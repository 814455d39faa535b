#![allow(dead_code)]
mod app_config;
mod digest;
mod email;
mod error;
mod prompt;
#[cfg(test)]
mod testing;
mod util;

use anyhow::Context;
use mimalloc::MiMalloc;
use tracing_subscriber::{layer::SubscriberExt, util::SubscriberInitExt};

use crate::{
    app_config::{cfg, is_dry_run, is_list_only},
    digest::{DigestPipeline, PipelineSettings},
    email::{
        auth::load_access_token,
        client::EmailClient,
        digest_mailer::DigestMailer,
        fetch::{count_recent, fetch_recent},
    },
    prompt::CompletionGateway,
};

#[global_allocator]
static GLOBAL: MiMalloc = MiMalloc;

pub type HttpClient = reqwest::Client;

#[tokio::main]
async fn main() -> anyhow::Result<()> {
    dotenvy::dotenv().ok();

    tracing_subscriber::registry()
        .with(
            tracing_subscriber::EnvFilter::try_from_default_env()
                .unwrap_or_else(|_| tracing_subscriber::EnvFilter::new("info")),
        )
        .with(tracing_subscriber::fmt::Layer::default().with_ansi(false))
        .init();

    tracing::debug!("{}", *cfg);

    let http_client = reqwest::ClientBuilder::new().use_rustls_tls().build()?;
    let settings = &cfg.settings;

    let access_token = load_access_token(&http_client, &cfg.gmail_config, &cfg.token_path())
        .await
        .context("Could not obtain a Gmail access token")?;
    let email_client = EmailClient::new(http_client.clone(), access_token);

    if is_list_only() {
        let count = count_recent(
            &email_client,
            &settings.labels,
            settings.lookback_days,
            settings.max_results_per_label,
        )
        .await?;
        println!("{} message(s) in the last {} day(s)", count, settings.lookback_days);
        return Ok(());
    }

    let messages = fetch_recent(
        &email_client,
        &settings.labels,
        settings.lookback_days,
        settings.max_results_per_label,
    )
    .await?;

    let gateway = CompletionGateway::new(http_client, cfg.gateway_config()?);
    let mut pipeline = DigestPipeline::new(
        gateway,
        PipelineSettings {
            limits: cfg.limits.clone(),
            temperature: cfg.model.temperature,
            timezone: cfg.timezone()?,
        },
    );
    let report = pipeline.run(&messages).await;
    tracing::info!(
        "Digest ready: {} qualifying, {} skipped, {} correction(s), synthesis fallback: {}, enhancement fallback: {}",
        report.qualifying,
        report.skipped,
        report.corrections_applied,
        report.synthesis_fallback,
        report.enhancement_fallback
    );
    if let Some(qa_report) = &report.qa_report {
        tracing::info!("Link QA report:\n{}", qa_report);
    }

    let sent = if is_dry_run() {
        write_dry_run(&report.subject, &report.html, settings.dry_run_output.as_deref())
    } else {
        send_digest(&email_client, &report.subject, &report.html).await
    };

    println!("{}", pipeline.ledger());
    sent
}

fn write_dry_run(subject: &str, html: &str, output: Option<&str>) -> anyhow::Result<()> {
    println!("Dry run, not sending {:?}", subject);
    match output {
        Some(path) => {
            std::fs::write(path, html)
                .with_context(|| format!("Could not write digest to {}", path))?;
            println!("Digest written to {}", path);
        }
        None => println!("{}", html),
    }
    Ok(())
}

async fn send_digest(email_client: &EmailClient, subject: &str, html: &str) -> anyhow::Result<()> {
    let settings = &cfg.settings;
    let profile = email_client.get_profile().await?;
    let own_address = profile
        .email_address
        .context("Gmail profile has no email address")?;
    let recipient = settings.recipient.as_deref().unwrap_or(&own_address);

    DigestMailer::new(email_client, &settings.sender_name, &own_address, recipient)
        .send(subject, html)
        .await?;
    Ok(())
}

■ ■ ■ ■ ■ ■ ■

- **YOUR OBJECTIVE**:
The entries above are to be copied word for word.

- **WRITTEN REPLY**:
repository 814455d39faa535b
#![allow(dead_code)]
mod app_config;
mod digest;
mod email;
mod error;
mod prompt;
#[cfg(test)]
mod testing;
mod util;

use anyhow::Context;
use mimalloc::MiMalloc;
use tracing_subscriber::{layer::SubscriberExt, util::SubscriberInitExt};

use crate::{
    app_config::{cfg, is_dry_run, is_list_only},
    digest::{DigestPipeline, PipelineSettings},
    email::{
        auth::load_access_token,
        client::EmailClient,
        digest_mailer::DigestMailer,
        fetch::{count_recent, fetch_recent},
    },
    prompt::CompletionGateway,
};

#[global_allocator]
static GLOBAL: MiMalloc = MiMalloc;

pub type HttpClient = reqwest::Client;

#[tokio::main]
async fn main() -> anyhow::Result<()> {
    dotenvy::dotenv().ok();

    tracing_subscriber::registry()
        .with(
            tracing_subscriber::EnvFilter::try_from_default_env()
                .unwrap_or_else(|_| tracing_subscriber::EnvFilter::new("info")),
        )
        .with(tracing_subscriber::fmt::Layer::default().with_ansi(false))
        .init();

    tracing::debug!("{}", *cfg);

    let http_client = reqwest::ClientBuilder::new().use_rustls_tls().build()?;
    let settings = &cfg.settings;

    let access_token = load_access_token(&http_client, &cfg.gmail_config, &cfg.token_path())
        .await
        .context("Could not obtain a Gmail access token")?;
    let email_client = EmailClient::new(http_client.clone(), access_token);

    if is_list_only() {
        let count = count_recent(
            &email_client,
            &settings.labels,
            settings.lookback_days,
            settings.max_results_per_label,
        )
        .await?;
        println!("{} message(s) in the last {} day(s)", count, settings.lookback_days);
        return Ok(());
    }

    let messages = fetch_recent(
        &email_client,
        &settings.labels,
        settings.lookback_days,
        settings.max_results_per_label,
    )
    .await?;

    let gateway = CompletionGateway::new(http_client, cfg.gateway_config()?);
    let mut pipeline = DigestPipeline::new(
        gateway,
        PipelineSettings {
            limits: cfg.limits.clone(),
            temperature: cfg.model.temperature,
            timezone: cfg.timezone()?,
        },
    );
    let report = pipeline.run(&messages).await;
    tracing::info!(
        "Digest ready: {} qualifying, {} skipped, {} correction(s), synthesis fallback: {}, enhancement fallback: {}",
        report.qualifying,
        report.skipped,
        report.corrections_applied,
        report.synthesis_fallback,
        report.enhancement_fallback
    );
    if let Some(qa_report) = &report.qa_report {
        tracing::info!("Link QA report:\n{}", qa_report);
    }

    let sent = if is_dry_run() {
        write_dry_run(&report.subject, &report.html, settings.dry_run_output.as_deref())
    } else {
        send_digest(&email_client, &report.subject, &report.html).await
    };

    println!("{}", pipeline.ledger());
    sent
}

fn write_dry_run(subject: &str, html: &str, output: Option<&str>) -> anyhow::Result<()> {
    println!("Dry run, not sending {:?}", subject);
    match output {
        Some(path) => {
            std::fs::write(path, html)
                .with_context(|| format!("Could not write digest to {}", path))?;
            println!("Digest written to {}", path);
        }
        None => println!("{}", html),
    }
    Ok(())
}

async fn send_digest(email_client: &EmailClient, subject: &str, html: &str) -> anyhow::Result<()> {
    let settings = &cfg.settings;
    let profile = email_client.get_profile().await?;
    let own_address = profile
        .email_address
        .context("Gmail profile has no email address")?;
    let recipient = settings.recipient.as_deref().unwrap_or(&own_address);

    DigestMailer::new(email_client, &settings.sender_name, &own_address, recipient)
        .send(subject, html)
        .await?;
    Ok(())
}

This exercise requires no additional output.